Lo que Dios le vino a decir a San Pablo fue: "Me eres más útil enfermo que sano. Tu enfermedad te hace sentirte débil y te impide engreírte. Si vas por la vida sólo cosechando éxitos vas a terminar por creértelo y entonces ya no te vas a apoyar en mí, sino en tus propias fuerzas. Para que la plenitud de mi poder pase a través de ti, es necesario que experimentes tu propia debilidad, tus limitaciones, tu torpeza. Tu debilidad no me estorba, sino que al revés, es preciosa para mí. No siempre lo que te estorba a ti me estorba también a mí. Sólo cuando experimentes tu debilidad, serás cauce limpio al poder de mi gracia, cable conductor de mi energía hacia los demás".

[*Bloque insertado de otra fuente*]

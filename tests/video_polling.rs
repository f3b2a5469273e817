//! Product video generation through the processor

use jewel_studio::{
    generative::test_utils::{sample_treated_image, MockGenerativeBackend},
    services::OutputFormatHandler,
    share_or_copy, CaptureSource, CapturedImage, PollConfig, SharePayload, ShareOutcome,
    StageOutcome, StudioConfig, StudioProcessor,
};
use std::sync::Arc;

fn video_config(max_attempts: u32) -> StudioConfig {
    StudioConfig::builder()
        .catalog_size(300, 300)
        .editorial(false)
        .video(true)
        .video_poll(PollConfig {
            interval_ms: 10_000,
            max_attempts,
        })
        .build()
        .unwrap()
}

fn capture() -> CapturedImage {
    let bytes = OutputFormatHandler::encode_png(&sample_treated_image()).unwrap();
    CapturedImage::from_encoded(bytes, CaptureSource::Upload).unwrap()
}

#[tokio::test(start_paused = true)]
async fn test_slow_video_times_out_without_losing_the_catalog() {
    let backend = Arc::new(MockGenerativeBackend::new().with_video_after_polls(10, vec![1, 2, 3]));
    let mut processor = StudioProcessor::new(video_config(3), backend.clone()).unwrap();

    let result = processor.process_capture(&capture()).await.unwrap();

    match &result.video {
        StageOutcome::Failed(message) => assert!(message.starts_with("Timed out")),
        other => panic!("expected a failed video, got {}", other.label()),
    }
    assert!(result.branded.is_ready());
    assert_eq!(backend.count_calls("poll_video"), 3);
    assert!(result.timings.video_ms.is_some());
}

#[tokio::test(start_paused = true)]
async fn test_backend_without_video_support_marks_video_failed() {
    let backend = Arc::new(MockGenerativeBackend::new().without_video());
    let mut processor = StudioProcessor::new(video_config(5), backend.clone()).unwrap();

    let result = processor.process_capture(&capture()).await.unwrap();

    assert!(matches!(result.video, StageOutcome::Failed(_)));
    assert_eq!(backend.count_calls("poll_video"), 0);
}

#[tokio::test(start_paused = true)]
async fn test_finished_video_needs_a_single_poll() {
    let backend = Arc::new(MockGenerativeBackend::new().with_video_after_polls(0, vec![9]));
    let mut processor = StudioProcessor::new(video_config(2), backend.clone()).unwrap();

    let result = processor.process_capture(&capture()).await.unwrap();

    assert_eq!(result.video.ready(), Some(&vec![9]));
    assert_eq!(
        backend.get_call_history(),
        vec!["generate:image", "generate:json", "start_video", "poll_video"]
    );
}

#[tokio::test]
async fn test_generated_video_link_is_shared_or_copied() {
    let surface = jewel_studio::share::MockShareSurface::clipboard_only();
    let payload = SharePayload::for_url("https://cdn.example.com/video.mp4");

    let outcome = share_or_copy(&surface, &payload).await.unwrap();

    assert_eq!(outcome, ShareOutcome::Copied);
    assert_eq!(surface.clipboard().len(), 1);
    assert!(surface.clipboard()[0].contains("https://cdn.example.com/video.mp4"));
}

El Señor no quiso curar a Moisés de su tartamudez (Ex 4,10), ni a Jacob ni a Ignacio de Loyola de sus cojeras respectivas (Gn 32,32), ni a Timoteo de su gastritis crónica (1 Tm 5,23), ni a Sansón de su ceguera (Jc 16,21).

Por supuesto que hay enfermedades tan dolorosas que nos deshumanizan, y no nos hacen mejores instrumentos de Dios. Hay enfermedades que destruyen y despersonalizan al hombre. En este caso nunca debemos cansarnos de pedir a Dios que nos cure, ni dejar de usar todos los medios a nuestro alcance, ni resignarnos pasivamente a la enfermedad. Pero a veces Dios nos hace comprender que la enfermedad, aunque de suyo sea algo malo, puede contribuir a una causa superior.

¡Cuántas personas se han encontrado con Dios a raíz de una enfermedad que les tumbó y les hizo interrumpir su vida atareada! Cuando estamos postrados en la cama, nuestros ojos pueden mirar al cielo más fácilmente. Las causas superficiales que nos tenían completamente pillados, se revelan ahora tan huecas como las pompas de jabón.

Al comprender esto, sufrimos de una manera distinta. Ya no es un sufrimiento ciego, absurdo, destructivo, sino un sufrimiento que nos humaniza. No destruye ya nuestra humanidad, sino solo nuestro deseo de suficiencia y autonomía. Entonces es cuando nos convertimos en colaboradores humildes al servicio del Señor.